From around 1921 onward, Bjulf devoted sustained attention to Gammel Strand in central Copenhagen - an open-air fish market on the canal embankment that had operated for centuries. The market was principally run by the so-called Skovser women: fishwives from the village of Skovshoved, a small coastal community northeast of the city, who would arrive each morning with the day's catch. Bjulf painted this scene dozens of times across roughly sixteen years, varying his vantage point, the weather, the crowd, and the arrangement of stalls. The canvases capture the particular density of the market - the layered noise, colour, and social exchange - rendered through a palette that favours warm ochres, blues, and the grey-silver light of the Danish coast.
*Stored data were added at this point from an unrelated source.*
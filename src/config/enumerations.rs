//! Configuration structures for the platform enumerations.
//!
//! These types select which enumerations the agent runs, how often they are
//! updated and published, and the per-enumeration options handed to the Linux
//! dependency objects.

use serde::{Deserialize, Serialize};
use validator::Validate;

/// Enumeration names in the order they are reported by default.
pub const KNOWN_ENUMERATIONS: &[&str] = &[
    "bios",
    "computer_system",
    "cpu_properties",
    "installed_software",
    "logical_disk",
    "memory",
    "net_route",
    "network_interface",
    "os",
    "physical_disk",
];

/// Options for the network interface enumeration.
#[derive(Debug, Clone, Default, Serialize, Deserialize, Validate)]
#[serde(default)]
pub struct NetworkInterfaceConfig {
    /// Also report interfaces that are neither up nor running.
    pub include_non_running: bool,
}

/// Options for the static logical disk enumeration.
#[derive(Debug, Clone, Serialize, Deserialize, Validate)]
#[serde(default)]
pub struct LogicalDiskConfig {
    /// Filesystem types that are never reported (pseudo and virtual filesystems).
    pub ignored_filesystems: Vec<String>,

    /// Mount sources that are never reported.
    pub ignored_devices: Vec<String>,
}

impl Default for LogicalDiskConfig {
    fn default() -> Self {
        let ignored_filesystems = [
            "autofs",
            "binfmt_misc",
            "bpf",
            "cgroup",
            "cgroup2",
            "configfs",
            "debugfs",
            "devpts",
            "devtmpfs",
            "efivarfs",
            "fusectl",
            "hugetlbfs",
            "mqueue",
            "nsfs",
            "overlay",
            "proc",
            "pstore",
            "ramfs",
            "rpc_pipefs",
            "securityfs",
            "squashfs",
            "sysfs",
            "tmpfs",
            "tracefs",
        ]
        .iter()
        .map(|s| s.to_string())
        .collect();

        Self {
            ignored_filesystems,
            ignored_devices: vec!["none".into(), "rootfs".into()],
        }
    }
}

/// Options for the route table enumeration.
#[derive(Debug, Clone, Serialize, Deserialize, Validate)]
#[serde(default)]
pub struct NetRouteConfig {
    /// Route table file, relative to `host_root`.
    #[validate(length(min = 1, message = "Route file must not be empty"))]
    pub route_file: String,
}

impl Default for NetRouteConfig {
    fn default() -> Self {
        Self {
            route_file: "/proc/net/route".into(),
        }
    }
}

/// Options for the installed software enumeration.
#[derive(Debug, Clone, Serialize, Deserialize, Validate)]
#[serde(default)]
pub struct InstalledSoftwareConfig {
    /// dpkg status database, relative to `host_root`.
    #[validate(length(min = 1, message = "Status file must not be empty"))]
    pub status_file: String,
}

impl Default for InstalledSoftwareConfig {
    fn default() -> Self {
        Self {
            status_file: "/var/lib/dpkg/status".into(),
        }
    }
}

/// Top-level enumeration configuration.
#[derive(Debug, Clone, Serialize, Deserialize, Validate)]
#[serde(default)]
pub struct EnumerationsConfig {
    /// Enumerations that are initialised and updated periodically.
    #[validate(length(
        min = 1,
        message = "At least one enumeration must be enabled, possible values: bios, computer_system, cpu_properties, installed_software, logical_disk, memory, net_route, network_interface, os, physical_disk"
    ))]
    pub enabled: Vec<String>,

    /// Interval (in seconds) between update and publish passes.
    #[validate(range(min = 1, message = "Collection interval must be at least 1 second"))]
    pub collection_interval: u64,

    /// Directory under which `/proc`, `/sys`, `/etc` and `/var` are read.
    #[validate(length(min = 1, message = "Host root must not be empty"))]
    pub host_root: String,

    #[validate(nested)]
    pub network_interface: NetworkInterfaceConfig,

    #[validate(nested)]
    pub logical_disk: LogicalDiskConfig,

    #[validate(nested)]
    pub net_route: NetRouteConfig,

    #[validate(nested)]
    pub installed_software: InstalledSoftwareConfig,
}

impl Default for EnumerationsConfig {
    fn default() -> Self {
        Self {
            enabled: ["memory", "os", "cpu_properties", "network_interface", "logical_disk"]
                .iter()
                .map(|s| s.to_string())
                .collect(),
            collection_interval: 30,
            host_root: "/".into(),
            network_interface: NetworkInterfaceConfig::default(),
            logical_disk: LogicalDiskConfig::default(),
            net_route: NetRouteConfig::default(),
            installed_software: InstalledSoftwareConfig::default(),
        }
    }
}

impl EnumerationsConfig {
    /// Return enabled enumeration names
    pub fn enabled_names(&self) -> Vec<&str> {
        self.enabled.iter().map(String::as_str).collect()
    }
}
His output was not confined to Gammel Strand. He also documented Højbro Plads near Christiansborg, painting flower sellers, policemen, and postmen at work in the city. He worked in portraits, landscapes, and genre interiors, consistently handling his subjects in the colourful impressionist manner he developed through his European training. There is a documentary quality to the urban scenes that makes them useful as social records, though Bjulf was working as a painter rather than an illustrator - the light and atmosphere held his attention as much as the subject matter.
Gammel Strand's fish market closed in 1958, the same year Bjulf died, on 20 January, in Roskilde. That coincidence has lent his Gammel Strand pictures a particular resonance: they are among the few sustained artistic records of a working institution that no longer exists in the city. This has generated renewed interest in his canvases in recent decades, as viewers and collectors engage with them partly as historical documents and partly as paintings.
At auction, Bjulf's work circulates primarily through Danish houses. All 17 items recorded in the Auctionist database come from Bruun Rasmussen, split between their Lyngby and Aarhus locations, which reflects the artist's strong regional identity within the Danish market. The consistent category recorded across all 17 items is paintings - there is no significant secondary market in works on paper or prints. Four items remain active at auction at the time of writing.